### Your task
Scan the material and copy every line in which "true" appears.

### Dataset records
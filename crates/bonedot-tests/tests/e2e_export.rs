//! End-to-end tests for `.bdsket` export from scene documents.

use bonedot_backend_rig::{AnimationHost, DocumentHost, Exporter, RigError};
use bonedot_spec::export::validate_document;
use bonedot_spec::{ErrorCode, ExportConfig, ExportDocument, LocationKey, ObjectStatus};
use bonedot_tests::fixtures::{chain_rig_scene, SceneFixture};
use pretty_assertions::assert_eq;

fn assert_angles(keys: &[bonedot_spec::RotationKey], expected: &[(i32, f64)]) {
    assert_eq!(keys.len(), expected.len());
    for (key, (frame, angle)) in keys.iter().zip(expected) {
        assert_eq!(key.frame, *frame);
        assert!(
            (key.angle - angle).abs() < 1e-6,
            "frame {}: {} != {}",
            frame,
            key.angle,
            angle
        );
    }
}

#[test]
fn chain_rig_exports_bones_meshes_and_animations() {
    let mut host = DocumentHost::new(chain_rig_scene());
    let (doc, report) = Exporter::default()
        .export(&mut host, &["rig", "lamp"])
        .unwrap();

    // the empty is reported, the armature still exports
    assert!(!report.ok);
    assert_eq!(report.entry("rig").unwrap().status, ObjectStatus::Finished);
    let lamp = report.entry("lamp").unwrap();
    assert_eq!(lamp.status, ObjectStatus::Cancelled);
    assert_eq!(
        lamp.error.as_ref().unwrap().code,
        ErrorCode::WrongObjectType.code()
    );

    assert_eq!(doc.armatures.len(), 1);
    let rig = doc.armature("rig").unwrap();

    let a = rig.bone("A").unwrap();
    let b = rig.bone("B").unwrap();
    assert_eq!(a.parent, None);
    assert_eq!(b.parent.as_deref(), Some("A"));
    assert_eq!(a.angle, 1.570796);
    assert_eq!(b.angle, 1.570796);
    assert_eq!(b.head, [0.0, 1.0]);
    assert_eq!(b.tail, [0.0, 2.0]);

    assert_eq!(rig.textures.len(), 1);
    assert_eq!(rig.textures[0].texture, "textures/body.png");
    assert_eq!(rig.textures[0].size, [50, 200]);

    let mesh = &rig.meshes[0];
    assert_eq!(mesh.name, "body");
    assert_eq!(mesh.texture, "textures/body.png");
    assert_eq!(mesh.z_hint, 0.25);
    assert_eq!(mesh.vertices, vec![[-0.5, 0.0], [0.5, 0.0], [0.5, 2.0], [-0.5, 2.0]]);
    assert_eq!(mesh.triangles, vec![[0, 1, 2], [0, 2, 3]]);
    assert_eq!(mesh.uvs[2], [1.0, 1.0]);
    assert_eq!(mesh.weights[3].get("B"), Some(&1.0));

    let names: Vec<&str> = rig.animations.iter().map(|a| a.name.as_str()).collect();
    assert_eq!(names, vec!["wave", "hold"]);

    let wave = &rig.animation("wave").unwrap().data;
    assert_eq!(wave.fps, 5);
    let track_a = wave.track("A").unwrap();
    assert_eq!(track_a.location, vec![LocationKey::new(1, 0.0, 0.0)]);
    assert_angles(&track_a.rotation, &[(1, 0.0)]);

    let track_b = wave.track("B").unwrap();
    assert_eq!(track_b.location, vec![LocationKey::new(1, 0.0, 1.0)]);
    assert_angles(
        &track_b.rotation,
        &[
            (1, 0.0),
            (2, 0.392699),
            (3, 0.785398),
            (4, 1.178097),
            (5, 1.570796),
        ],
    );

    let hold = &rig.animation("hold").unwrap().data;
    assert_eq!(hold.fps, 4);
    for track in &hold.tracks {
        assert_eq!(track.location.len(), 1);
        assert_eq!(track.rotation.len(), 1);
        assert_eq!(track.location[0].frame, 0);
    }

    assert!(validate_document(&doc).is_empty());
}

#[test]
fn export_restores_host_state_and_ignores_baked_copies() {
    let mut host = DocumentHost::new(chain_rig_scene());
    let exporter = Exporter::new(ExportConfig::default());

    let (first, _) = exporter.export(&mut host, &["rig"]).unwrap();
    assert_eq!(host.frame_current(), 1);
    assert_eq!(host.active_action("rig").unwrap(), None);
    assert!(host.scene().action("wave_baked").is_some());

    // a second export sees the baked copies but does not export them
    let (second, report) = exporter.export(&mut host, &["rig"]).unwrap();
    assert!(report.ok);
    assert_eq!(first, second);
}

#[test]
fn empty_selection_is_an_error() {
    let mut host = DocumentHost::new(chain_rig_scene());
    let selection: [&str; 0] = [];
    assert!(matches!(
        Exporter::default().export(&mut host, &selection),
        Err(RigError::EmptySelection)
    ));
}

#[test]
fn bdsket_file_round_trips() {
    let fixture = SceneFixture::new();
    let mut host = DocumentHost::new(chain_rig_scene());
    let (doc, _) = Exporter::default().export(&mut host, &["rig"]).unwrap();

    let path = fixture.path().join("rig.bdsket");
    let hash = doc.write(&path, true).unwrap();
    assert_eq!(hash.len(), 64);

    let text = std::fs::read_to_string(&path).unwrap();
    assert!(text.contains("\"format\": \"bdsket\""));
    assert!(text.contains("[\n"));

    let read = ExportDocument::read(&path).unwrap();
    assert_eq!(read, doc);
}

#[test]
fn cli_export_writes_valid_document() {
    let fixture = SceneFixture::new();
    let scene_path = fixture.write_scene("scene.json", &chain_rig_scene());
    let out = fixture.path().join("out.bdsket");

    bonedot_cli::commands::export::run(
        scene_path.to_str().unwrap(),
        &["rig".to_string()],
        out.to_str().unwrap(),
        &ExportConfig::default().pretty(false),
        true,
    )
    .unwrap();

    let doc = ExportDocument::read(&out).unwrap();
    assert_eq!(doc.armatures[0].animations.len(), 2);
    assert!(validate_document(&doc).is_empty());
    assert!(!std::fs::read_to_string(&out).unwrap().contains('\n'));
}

### Reply to the exercise
    let hash = doc.write(&path, true).unwrap();
        true,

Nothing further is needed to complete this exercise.